As in book one, the analogue between our own historic treatment of the Native Americans is strong. As is the way Hobb refuses to let her main character play the "hero" consistently (or even usually). Life on the frontier is painted in sharp detail, as is the allure of the Speck forest. The possible love interest for Nevare is a strong character who slowly grows on the reader--one of the major plusses of the book is how Hobb allows that relationship the time to develop realistically. Finally, the tension between major plot points and themes picks up greatly towards the end and leaves the reader wanting more.
There are several weaknesses to the book, however. As mentioned, it reads more slowly and more dryly than book one. Nevare's struggle against the magic becomes overly repetitive, as does his struggle between the two sides of himself. The same is true with regard to his battle with his father and the various negative interactions he has due to his great girth. The book easily could have lost 200 or so pages and the reader feels each one of those extra pages at various points. It simply doesn't compel in too many places as Soldier's Son did.

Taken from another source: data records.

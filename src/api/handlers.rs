//! API Handlers
//!
//! HTTP request handlers for each admin endpoint. Every handler goes through
//! the shared [`Manager`], so the HTTP surface sees exactly what library
//! callers see.

use std::sync::Arc;

use axum::{
    extract::{Path, State},
    http::StatusCode,
    Json,
};
use tracing::warn;

use crate::error::{CacheError, Result};
use crate::manager::Manager;
use crate::models::{
    validate_key, CounterResponse, DeleteResponse, GetResponse, HealthResponse,
    InvalidateResponse, SetRequest, SetResponse, StatsResponse,
};

/// Application state shared across all handlers.
#[derive(Clone)]
pub struct AppState {
    pub manager: Arc<Manager>,
}

impl AppState {
    pub fn new(manager: Arc<Manager>) -> Self {
        Self { manager }
    }
}

fn check_key(key: &str) -> Result<()> {
    match validate_key(key) {
        Some(msg) => Err(CacheError::InvalidRequest(msg)),
        None => Ok(()),
    }
}

/// Handler for PUT /set
pub async fn set_handler(
    State(state): State<AppState>,
    Json(req): Json<SetRequest>,
) -> Result<Json<SetResponse>> {
    if let Some(error_msg) = req.validate() {
        return Err(CacheError::InvalidRequest(error_msg));
    }

    let ttl = req.ttl();
    state.manager.set(&req.key, &req.value, ttl).await?;

    let effective = if ttl.is_zero() {
        state.manager.default_ttl()
    } else {
        ttl
    };
    Ok(Json(SetResponse::new(req.key, effective.as_secs())))
}

/// Handler for GET /get/:key
pub async fn get_handler(
    State(state): State<AppState>,
    Path(key): Path<String>,
) -> Result<Json<GetResponse>> {
    check_key(&key)?;

    match state.manager.get::<serde_json::Value>(&key).await? {
        Some(value) => Ok(Json(GetResponse::new(key, value))),
        None => Err(CacheError::NotFound(key)),
    }
}

/// Handler for DELETE /del/:key
///
/// Deleting an absent key is not an error.
pub async fn delete_handler(
    State(state): State<AppState>,
    Path(key): Path<String>,
) -> Result<Json<DeleteResponse>> {
    check_key(&key)?;
    state.manager.delete(&[key.as_str()]).await?;

    Ok(Json(DeleteResponse::new(key)))
}

/// Handler for DELETE /invalidate/:resource
///
/// Drops every cached page of `resource`.
pub async fn invalidate_handler(
    State(state): State<AppState>,
    Path(resource): Path<String>,
) -> Result<Json<InvalidateResponse>> {
    check_key(&resource)?;
    let removed = state.manager.invalidate(&resource).await?;

    Ok(Json(InvalidateResponse { resource, removed }))
}

/// Handler for POST /incr/:key
pub async fn increment_handler(
    State(state): State<AppState>,
    Path(key): Path<String>,
) -> Result<Json<CounterResponse>> {
    check_key(&key)?;
    let value = state.manager.increment(&key).await?;

    Ok(Json(CounterResponse { key, value }))
}

/// Handler for POST /decr/:key
pub async fn decrement_handler(
    State(state): State<AppState>,
    Path(key): Path<String>,
) -> Result<Json<CounterResponse>> {
    check_key(&key)?;
    let value = state.manager.decrement(&key).await?;

    Ok(Json(CounterResponse { key, value }))
}

/// Handler for GET /stats
pub async fn stats_handler(State(state): State<AppState>) -> Result<Json<StatsResponse>> {
    let backend = state.manager.stats().await?;
    let metrics = state.manager.monitor().snapshot();

    Ok(Json(StatsResponse::new(backend, &metrics)))
}

/// Handler for POST /stats/reset
pub async fn reset_stats_handler(State(state): State<AppState>) -> StatusCode {
    state.manager.monitor().reset();
    StatusCode::NO_CONTENT
}

/// Handler for GET /health
///
/// Pings the backend; a failed ping answers 503.
pub async fn health_handler(
    State(state): State<AppState>,
) -> (StatusCode, Json<HealthResponse>) {
    match state.manager.ping().await {
        Ok(()) => (StatusCode::OK, Json(HealthResponse::healthy())),
        Err(e) => {
            warn!(error = %e, "health check failed");
            (
                StatusCode::SERVICE_UNAVAILABLE,
                Json(HealthResponse::unhealthy()),
            )
        }
    }
}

In the end, Mage is not quite as rewarding as book one; one is not quite as sure that the slow pace and dry spells were worth the pay off, though by the end I think the reader will tip over into believing so. It's a closer call than I would have liked, however. Those who liked the first book a lot, as I did, will find their way to the end with moderate difficulty. Those who struggled to finish book one, however, may just concede this one halfway through. I'd recommend they continue on, skimming if need be, for it does leave us pointing toward a third book that I at least am very interested to read based on what's gone on so far. Those who barely finished Soldier's Son might be best deciding after the first 75 pages or so of this one if they can take the slow pace and if not read a summary somewhere. Recommended, though with fair warning due to its slow, dry pace.